Olympic athletes face a sex ban at Tokyo next year, with organisers announcing any physical contact between competitors would be prohibited to avoid the spread of COVID-19.
At previous Games, the Olympic Village has become notorious for casual lovemaking between competitors. At Rio 2016, 450,000 condoms were reportedly dished out over the 17-day event, averaging 42 per contestant.
But that behaviour won't be tolerated in Japan, after Tokyo 2020 chief executive Toshiro Muto unveiled plans for athletes to sign a code of conduct.
The declaration would prevent athletes from making physical contact or speaking loudly, and they would need to wear masks when not training or competing.
Athletes must also test negative for COVID-19 less than 72 hours before arriving for the Olympics and will be tested "every 96-120 hours" during the Games.
Once finished competing, the athletes will need to leave Japan, but the lack of sex will likely worry athletes the most, considering how much has gone on in years past.
"This is not a law, but we need to be careful and ask people to layout precautions," says Muto.

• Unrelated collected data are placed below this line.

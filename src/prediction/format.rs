//! Display formatting for prediction records.

use super::PredictionResult;
use chrono::{DateTime, Local, TimeZone};

/// Base URL used when none is configured.
pub const DEFAULT_API_BASE_URL: &str = "https://api.plantcare.example";

/// Formats a timestamp as a long US date with a 12-hour time,
/// e.g. `May 15, 2025 at 08:43 AM`. The timestamp's own offset is kept.
pub fn format_prediction_date<Tz>(timestamp: &DateTime<Tz>) -> String
where
    Tz: TimeZone,
    Tz::Offset: std::fmt::Display,
{
    timestamp.format("%B %-d, %Y at %I:%M %p").to_string()
}

/// Same as [`format_prediction_date`], in the machine's local time zone.
pub fn format_prediction_date_local<Tz: TimeZone>(timestamp: &DateTime<Tz>) -> String {
    format_prediction_date(&timestamp.with_timezone(&Local))
}

/// Parses an RFC 3339 timestamp and formats it, or `None` if it does not parse.
pub fn format_prediction_date_str(timestamp: &str) -> Option<String> {
    DateTime::parse_from_rfc3339(timestamp)
        .ok()
        .map(|ts| format_prediction_date(&ts))
}

/// URL of the stored image behind a prediction.
pub fn plant_image_url(prediction: &PredictionResult, base_url: Option<&str>) -> String {
    let base = base_url.unwrap_or(DEFAULT_API_BASE_URL).trim_end_matches('/');
    format!("{}/images/{}", base, prediction.image_path)
}
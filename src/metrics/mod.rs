//! Prometheus metrics for camera and scan activity.
//!
//! # Metrics Exposed
//!
//! ## Camera
//! - `plantcare_camera_streams_acquired_total` - Streams acquired
//! - `plantcare_camera_streams_released_total` - Streams released
//! - `plantcare_camera_live_streams` - Streams currently holding the device
//! - `plantcare_camera_acquire_failures_total{kind}` - Failed acquisitions
//!
//! ## Scans
//! - `plantcare_captures_total` - Stills captured from the camera
//! - `plantcare_uploads_total` - Images chosen from disk
//! - `plantcare_predictions_total{outcome}` - Prediction requests, `ok` or `error`
//!
//! With the `metrics` feature, [`MetricsServer`] serves the registry over HTTP.
//!
//! # Example
//!
//! ```no_run
//! use plantcare::metrics::MetricsRegistry;
//!
//! let registry = MetricsRegistry::new().expect("Failed to create registry");
//! registry.record_stream_acquired();
//! registry.record_capture();
//! registry.record_stream_released();
//!
//! assert_eq!(registry.snapshot().live_streams, 0);
//! ```

mod collector;
#[cfg(feature = "metrics")]
mod server;

pub use collector::{MetricsError, MetricsRegistry, MetricsSnapshot};
#[cfg(feature = "metrics")]
pub use server::{MetricsServer, MetricsServerConfig, ServerError};
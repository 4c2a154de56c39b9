//! Camera input, session control and still capture.
//!
//! A [`CameraSession`] drives a [`CameraBackend`] and owns the single live
//! [`MediaStream`]. Captured and uploaded pictures both end up as a
//! [`CapturedImage`].

mod camera;
mod config;
mod frame;
#[cfg(feature = "camera")]
mod native;
mod session;
mod still;

pub use camera::{
    AcquireError, CameraBackend, CameraError, FacingMode, MediaStream, MockCamera,
    MockCameraProbe, StreamDriver, StreamRequest, TrackInfo, TrackKind,
};
pub use config::{CameraConfig, CameraConfigError};
pub use frame::{Frame, Resolution};
#[cfg(feature = "camera")]
pub use native::NativeCamera;
pub use session::{CameraSession, CaptureError, PreviewBinding, SessionState, PROBE_FAILED_MESSAGE};
pub use still::{CapturedImage, ImageError, ImageOrigin};
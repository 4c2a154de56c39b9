//! PlantCare scan CLI
//!
//! Command-line front end for capturing, uploading and analyzing plant
//! images and for managing the signed-in profile.

use clap::{Parser, Subcommand};
use plantcare::capture::FacingMode;
use std::path::PathBuf;
use tracing::info;

mod cli;

#[derive(Parser)]
#[command(name = "plantcare")]
#[command(about = "Plant disease scanner: capture, upload and analyze plant images")]
#[command(version)]
struct Cli {
    /// Configuration file (TOML)
    #[arg(short, long, global = true)]
    config: Option<PathBuf>,

    #[command(subcommand)]
    command: Commands,
}

#[derive(Subcommand)]
enum Commands {
    /// Capture a still from the camera
    Scan {
        /// Camera to use: environment (back) or user (front)
        #[arg(short, long)]
        facing: Option<FacingMode>,

        /// Write the captured JPEG here
        #[arg(short, long)]
        output: Option<PathBuf>,

        /// Submit the still for analysis
        #[arg(short, long)]
        analyze: bool,

        /// Use the system camera instead of the mock
        #[arg(long)]
        native: bool,
    },

    /// Analyze an image file from disk
    Upload {
        /// Image file (JPEG, PNG, GIF, WebP or BMP)
        path: PathBuf,
    },

    /// Print advice text split into sections
    Advice {
        /// File holding the advice text, or - for stdin
        source: String,
    },

    /// List past scans
    History,

    /// Show or update the profile
    Profile {
        #[command(subcommand)]
        action: ProfileAction,
    },

    /// Hold the camera open until Ctrl-C
    Preview {
        /// Camera to use: environment (back) or user (front)
        #[arg(short, long)]
        facing: Option<FacingMode>,

        /// Use the system camera instead of the mock
        #[arg(long)]
        native: bool,
    },

    /// Print the effective configuration
    Config,
}

#[derive(Subcommand)]
enum ProfileAction {
    /// Print the profile
    Show,

    /// Change profile fields
    Update {
        #[arg(long)]
        username: Option<String>,
        #[arg(long)]
        first_name: Option<String>,
        #[arg(long)]
        last_name: Option<String>,
        #[arg(long)]
        description: Option<String>,
        /// New avatar image (JPG or PNG, max 1MB)
        #[arg(long)]
        avatar: Option<PathBuf>,
        /// New cover image (JPG or PNG, max 1MB)
        #[arg(long)]
        cover: Option<PathBuf>,
    },
}

fn main() {
    // Initialize logging
    tracing_subscriber::fmt()
        .with_env_filter(
            tracing_subscriber::EnvFilter::from_default_env()
                .add_directive(tracing::Level::INFO.into()),
        )
        .init();

    let args = Cli::parse();

    let config = match cli::load_config(args.config.as_deref()) {
        Ok(config) => config,
        Err(e) => {
            eprintln!("Failed to load configuration: {}", e);
            std::process::exit(1);
        }
    };

    info!("PlantCare v{}", plantcare::VERSION);

    let result = match args.command {
        Commands::Scan {
            facing,
            output,
            analyze,
            native,
        } => cli::scan(&config, facing, output, analyze, native),
        Commands::Upload { path } => cli::upload(&config, path),
        Commands::Advice { source } => cli::advice(&source),
        Commands::History => cli::history(&config),
        Commands::Profile { action } => match action {
            ProfileAction::Show => cli::profile_show(&config),
            ProfileAction::Update {
                username,
                first_name,
                last_name,
                description,
                avatar,
                cover,
            } => cli::profile_update(
                &config,
                cli::ProfileChanges {
                    username,
                    first_name,
                    last_name,
                    description,
                    avatar,
                    cover,
                },
            ),
        },
        Commands::Preview { facing, native } => cli::preview(&config, facing, native),
        Commands::Config => cli::print_config(&config),
    };

    if let Err(e) = result {
        eprintln!("{}", e);
        std::process::exit(1);
    }
}
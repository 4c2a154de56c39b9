//! In-process backend returning fixed payloads after an artificial delay.

use super::{ImageKind, PlantCareApi, ProfileUpdate, ServiceError, UserProfile};
use crate::capture::CapturedImage;
use crate::prediction::{ObjectId, PredictionResult, StoredDate};
use async_trait::async_trait;
use chrono::{DateTime, Utc};
use rand_chacha::ChaCha8Rng;
use rand_core::{RngCore, SeedableRng};
use std::sync::atomic::{AtomicBool, Ordering};
use std::sync::Mutex;
use std::time::Duration;
use tracing::{debug, info};

pub const SAMPLE_USER_ID: &str = "69647e40-60d4-4aca-b529-cef0f1ce9270";
const SAMPLE_EMAIL: &str = "john.doe@example.com";
const SAMPLE_USERNAME: &str = "johndoe";

/// Advice text of the sample Septoria leaf spot prediction.
pub const SAMPLE_ADVICE: &str = "TREATMENT:\n**\n\nSeptoria leaf spot is a fungal disease, and early intervention is key to managing it.\n\n*   **Organic/Natural Remedies:**\n\n    *   **Pruning:** Immediately remove and destroy (burn or dispose of in the trash, *not* compost) any leaves showing signs of infection. This is crucial to reduce the fungal load. Prune lower leaves first, as they are often the first to be affected due to soil splash.\n    *   **Baking Soda Spray:** A baking soda solution can help raise the pH on the leaf surface, making it less hospitable to the fungus. Mix 1 tablespoon of baking soda with 1 teaspoon of liquid dish soap (not detergent) in 1 gallon of water. Spray thoroughly, covering all leaf surfaces, including the undersides. Apply every 7-10 days. *Note: Baking soda can sometimes cause leaf burn, so test on a small area first.*\n    *   **Copper Fungicides (Organic Options):** Copper-based fungicides are a common organic treatment. Look for products containing copper octanoate or copper sulfate. Follow the label instructions carefully for mixing and application rates.\n\n*   **Chemical Treatments (If Appropriate):**\n\n    *   **Chlorothalonil:** A broad-spectrum fungicide that is effective against Septoria leaf spot.\n    *   **Mancozeb:** Another broad-spectrum fungicide.\n\n**\n\nPREVENTION:\n**\n\nPrevention is crucial to minimizing the impact of Septoria leaf spot.\n\n*   **Crop Rotation:** Avoid planting tomatoes in the same location year after year.\n*   **Spacing:** Provide adequate spacing between plants for better air circulation.\n\nADDITIONAL INFORMATION:\nNo additional information was provided.";

/// The fixed profile served by the mock.
pub fn sample_profile() -> UserProfile {
    UserProfile {
        user_id: SAMPLE_USER_ID.to_string(),
        username: SAMPLE_USERNAME.to_string(),
        email: SAMPLE_EMAIL.to_string(),
        first_name: Some("John".to_string()),
        last_name: Some("Doe".to_string()),
        avatar: None,
        cover_image: None,
        description: Some(
            "Plant enthusiast and hobbyist gardener. Looking to identify plant diseases and keep my garden healthy."
                .to_string(),
        ),
    }
}

/// The fixed Septoria leaf spot prediction, stamped with `now`.
pub fn sample_prediction(now: DateTime<Utc>) -> PredictionResult {
    PredictionResult {
        class_id: 8,
        class_name: "Tomato___Septoria_leaf_spot".to_string(),
        confidence: 0.5770725011825562,
        plant_type: "Tomato".to_string(),
        condition: "Septoria leaf spot".to_string(),
        display_name: "Tomato - Septoria leaf spot".to_string(),
        advice: SAMPLE_ADVICE.to_string(),
        user_id: SAMPLE_USER_ID.to_string(),
        prediction_id: "48815aa1-9805-4d8c-86b1-fbdfee638407".to_string(),
        timestamp: now,
        image_path: "6825ad254eeef8e8b3a822ce".to_string(),
        created_at: StoredDate { date: now },
        storage_type: "gridfs".to_string(),
        id: ObjectId {
            oid: "6825ad254eeef8e8b3a822d0".to_string(),
        },
    }
}

/// Artificial latency per operation.
#[derive(Debug, Clone, Copy, PartialEq, Eq)]
pub struct MockDelays {
    pub fetch_profile: Duration,
    pub update_profile: Duration,
    pub upload_image: Duration,
    pub prediction: Duration,
    pub history: Duration,
}

impl Default for MockDelays {
    fn default() -> Self {
        Self {
            fetch_profile: Duration::from_millis(500),
            update_profile: Duration::from_millis(1000),
            upload_image: Duration::from_millis(1500),
            prediction: Duration::from_millis(3000),
            history: Duration::from_millis(500),
        }
    }
}

impl MockDelays {
    /// No latency at all.
    pub fn none() -> Self {
        Self {
            fetch_profile: Duration::ZERO,
            update_profile: Duration::ZERO,
            upload_image: Duration::ZERO,
            prediction: Duration::ZERO,
            history: Duration::ZERO,
        }
    }
}

/// Mock backend. History starts empty and grows with each prediction served.
pub struct MockPlantCareApi {
    delays: MockDelays,
    rng: Mutex<ChaCha8Rng>,
    offline: AtomicBool,
    history: Mutex<Vec<PredictionResult>>,
}

impl Default for MockPlantCareApi {
    fn default() -> Self {
        Self::new(MockDelays::default())
    }
}

impl MockPlantCareApi {
    pub fn new(delays: MockDelays) -> Self {
        Self {
            delays,
            rng: Mutex::new(ChaCha8Rng::from_entropy()),
            offline: AtomicBool::new(false),
            history: Mutex::new(Vec::new()),
        }
    }

    /// Uses a fixed seed so generated upload URLs are reproducible.
    pub fn with_seed(mut self, seed: u64) -> Self {
        self.rng = Mutex::new(ChaCha8Rng::seed_from_u64(seed));
        self
    }

    /// Makes every call fail with [`ServiceError::Unavailable`] while set.
    pub fn set_offline(&self, offline: bool) {
        self.offline.store(offline, Ordering::SeqCst);
    }

    async fn simulate(&self, operation: &str, delay: Duration) -> Result<(), ServiceError> {
        debug!(operation, delay_ms = delay.as_millis() as u64, "Simulating backend call");
        if !delay.is_zero() {
            tokio::time::sleep(delay).await;
        }
        if self.offline.load(Ordering::SeqCst) {
            return Err(ServiceError::Unavailable(format!("{} failed: backend offline", operation)));
        }
        Ok(())
    }

    fn picture_id(&self) -> u32 {
        match self.rng.lock() {
            Ok(mut rng) => rng.next_u32() % 100,
            Err(_) => 0,
        }
    }
}

#[async_trait]
impl PlantCareApi for MockPlantCareApi {
    async fn fetch_profile(&self) -> Result<UserProfile, ServiceError> {
        self.simulate("fetch_profile", self.delays.fetch_profile).await?;
        info!("Profile retrieved successfully");
        Ok(sample_profile())
    }

    async fn update_profile(&self, update: &ProfileUpdate) -> Result<UserProfile, ServiceError> {
        self.simulate("update_profile", self.delays.update_profile).await?;

        let field = |value: &Option<String>| value.clone().filter(|v| !v.is_empty());
        let profile = UserProfile {
            user_id: SAMPLE_USER_ID.to_string(),
            username: field(&update.username).unwrap_or_else(|| SAMPLE_USERNAME.to_string()),
            email: SAMPLE_EMAIL.to_string(),
            first_name: field(&update.first_name),
            last_name: field(&update.last_name),
            avatar: field(&update.avatar),
            cover_image: field(&update.cover_image),
            description: field(&update.description),
        };
        info!(username = %profile.username, "Profile updated successfully");
        Ok(profile)
    }

    async fn upload_profile_image(
        &self,
        image: &CapturedImage,
        kind: ImageKind,
    ) -> Result<String, ServiceError> {
        self.simulate("upload_profile_image", self.delays.upload_image).await?;

        let size = match kind {
            ImageKind::Avatar => "200/200",
            ImageKind::Cover => "1000/300",
        };
        let url = format!("https://picsum.photos/id/{}/{}", self.picture_id(), size);
        info!(kind = %kind, bytes = image.len(), url = %url, "Profile image uploaded");
        Ok(url)
    }

    async fn submit_prediction(
        &self,
        image: &CapturedImage,
    ) -> Result<PredictionResult, ServiceError> {
        self.simulate("submit_prediction", self.delays.prediction).await?;

        let mut prediction = sample_prediction(Utc::now());
        let digest = blake3::hash(image.bytes()).to_hex();
        prediction.image_path = digest.as_str()[..24].to_string();
        info!(
            prediction = %prediction.prediction_id,
            image = %prediction.image_path,
            "Prediction received"
        );
        if let Ok(mut history) = self.history.lock() {
            history.push(prediction.clone());
        }
        Ok(prediction)
    }

    async fn fetch_history(&self) -> Result<Vec<PredictionResult>, ServiceError> {
        self.simulate("fetch_history", self.delays.history).await?;

        let history = self
            .history
            .lock()
            .map(|history| history.iter().rev().cloned().collect::<Vec<_>>())
            .unwrap_or_default();
        info!(entries = history.len(), "History retrieved");
        Ok(history)
    }
}

#[cfg(test)]
mod tests {
    use super::*;
    use crate::capture::{FacingMode, Frame, Resolution};

    fn still() -> CapturedImage {
        let frame = Frame::new(vec![90u8; 8 * 8 * 3], 8, 8, 1);
        CapturedImage::from_frame(frame, Resolution::new(8, 8), FacingMode::Environment, false, 90)
            .unwrap()
    }

    fn api() -> MockPlantCareApi {
        MockPlantCareApi::new(MockDelays::none()).with_seed(7)
    }

    #[tokio::test]
    async fn test_fetch_profile() {
        let profile = api().fetch_profile().await.unwrap();
        assert_eq!(profile.username, "johndoe");
        assert_eq!(profile.email, "john.doe@example.com");
    }

    #[tokio::test]
    async fn test_update_profile_semantics() {
        let update = ProfileUpdate {
            username: Some(String::new()),
            first_name: Some("Jane".into()),
            description: Some(String::new()),
            ..Default::default()
        };
        let profile = api().update_profile(&update).await.unwrap();

        assert_eq!(profile.username, "johndoe");
        assert_eq!(profile.email, "john.doe@example.com");
        assert_eq!(profile.first_name.as_deref(), Some("Jane"));
        assert_eq!(profile.last_name, None);
        assert_eq!(profile.description, None);
    }

    #[tokio::test]
    async fn test_upload_url_shape() {
        let api = api();
        let avatar = api.upload_profile_image(&still(), ImageKind::Avatar).await.unwrap();
        let cover = api.upload_profile_image(&still(), ImageKind::Cover).await.unwrap();

        assert!(avatar.starts_with("https://picsum.photos/id/"));
        assert!(avatar.ends_with("/200/200"));
        assert!(cover.ends_with("/1000/300"));
    }

    #[tokio::test]
    async fn test_seeded_urls_repeat() {
        let a = api().upload_profile_image(&still(), ImageKind::Avatar).await.unwrap();
        let b = api().upload_profile_image(&still(), ImageKind::Avatar).await.unwrap();
        assert_eq!(a, b);
    }

    #[tokio::test]
    async fn test_prediction_references_image() {
        let image = still();
        let prediction = api().submit_prediction(&image).await.unwrap();

        assert_eq!(prediction.class_name, "Tomato___Septoria_leaf_spot");
        assert_eq!(prediction.image_path.len(), 24);
        assert_eq!(
            prediction.image_path,
            &blake3::hash(image.bytes()).to_hex().as_str()[..24]
        );
        assert_eq!(prediction.created_at.date, prediction.timestamp);
    }

    #[tokio::test]
    async fn test_history_lists_predictions_newest_first() {
        let api = api();
        assert!(api.fetch_history().await.unwrap().is_empty());

        let first = api.submit_prediction(&still()).await.unwrap();
        let other = Frame::new(vec![200u8; 8 * 8 * 3], 8, 8, 1);
        let other =
            CapturedImage::from_frame(other, Resolution::new(8, 8), FacingMode::User, false, 90)
                .unwrap();
        let second = api.submit_prediction(&other).await.unwrap();

        let history = api.fetch_history().await.unwrap();
        assert_eq!(history.len(), 2);
        assert_eq!(history[0].image_path, second.image_path);
        assert_eq!(history[1].image_path, first.image_path);

        api.set_offline(true);
        assert!(api.fetch_history().await.is_err());
    }

    #[tokio::test]
    async fn test_offline() {
        let api = api();
        api.set_offline(true);
        assert!(matches!(
            api.fetch_profile().await,
            Err(ServiceError::Unavailable(_))
        ));
        api.set_offline(false);
        assert!(api.fetch_profile().await.is_ok());
    }

    #[tokio::test(start_paused = true)]
    async fn test_default_delay_elapses() {
        let api = MockPlantCareApi::default();
        let started = tokio::time::Instant::now();
        api.fetch_profile().await.unwrap();
        assert!(started.elapsed() >= Duration::from_millis(500));
    }
}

Anyone found in breach of the code could face punishment, although penalties have yet to be determined.
Some athletes believe that engaging in sex or masturbation can increase their performance.
In 2012, former mixed martial arts fighter Ronda Rousey revealed that she tried to have "as much sex as possible" before a fight, since it has been linked to higher testosterone levels in women.
Earlier this year, heavyweight boxer Tyson Fury revealed he masturbated seven times a day in the lead-up to his fight against Deontay Wilder to keep his "testosterone pumping".
Many studies have been conducted on how sex could affect athletic performance, although the reports generally offer mixed outcomes or results.
Before coronavirus changed the world, there were fears how Olympic athletes could have sex, after organisers revealed they'd be sleeping on bed frames made of cardboard and mattresses made of plastic to reduce the event's carbon footprint.
But the manufacturers say the beds are nowhere near as flimsy as they sound and won't collapse during sex, as long as they limit themselves to two in a bed.
Arrivals to Japan must currently quarantine for 14 days, but athletes and other key stakeholders attending the Games will be exempt from those restrictions.
Tokyo 2020 was postponed in March as a result of the COVID-19 pandemic, with the Olympics now scheduled for July 23-August 8 and the Paralympics for August 24-September 5.
New Zealand is projected to send more than 200 athletes to the Tokyo Games.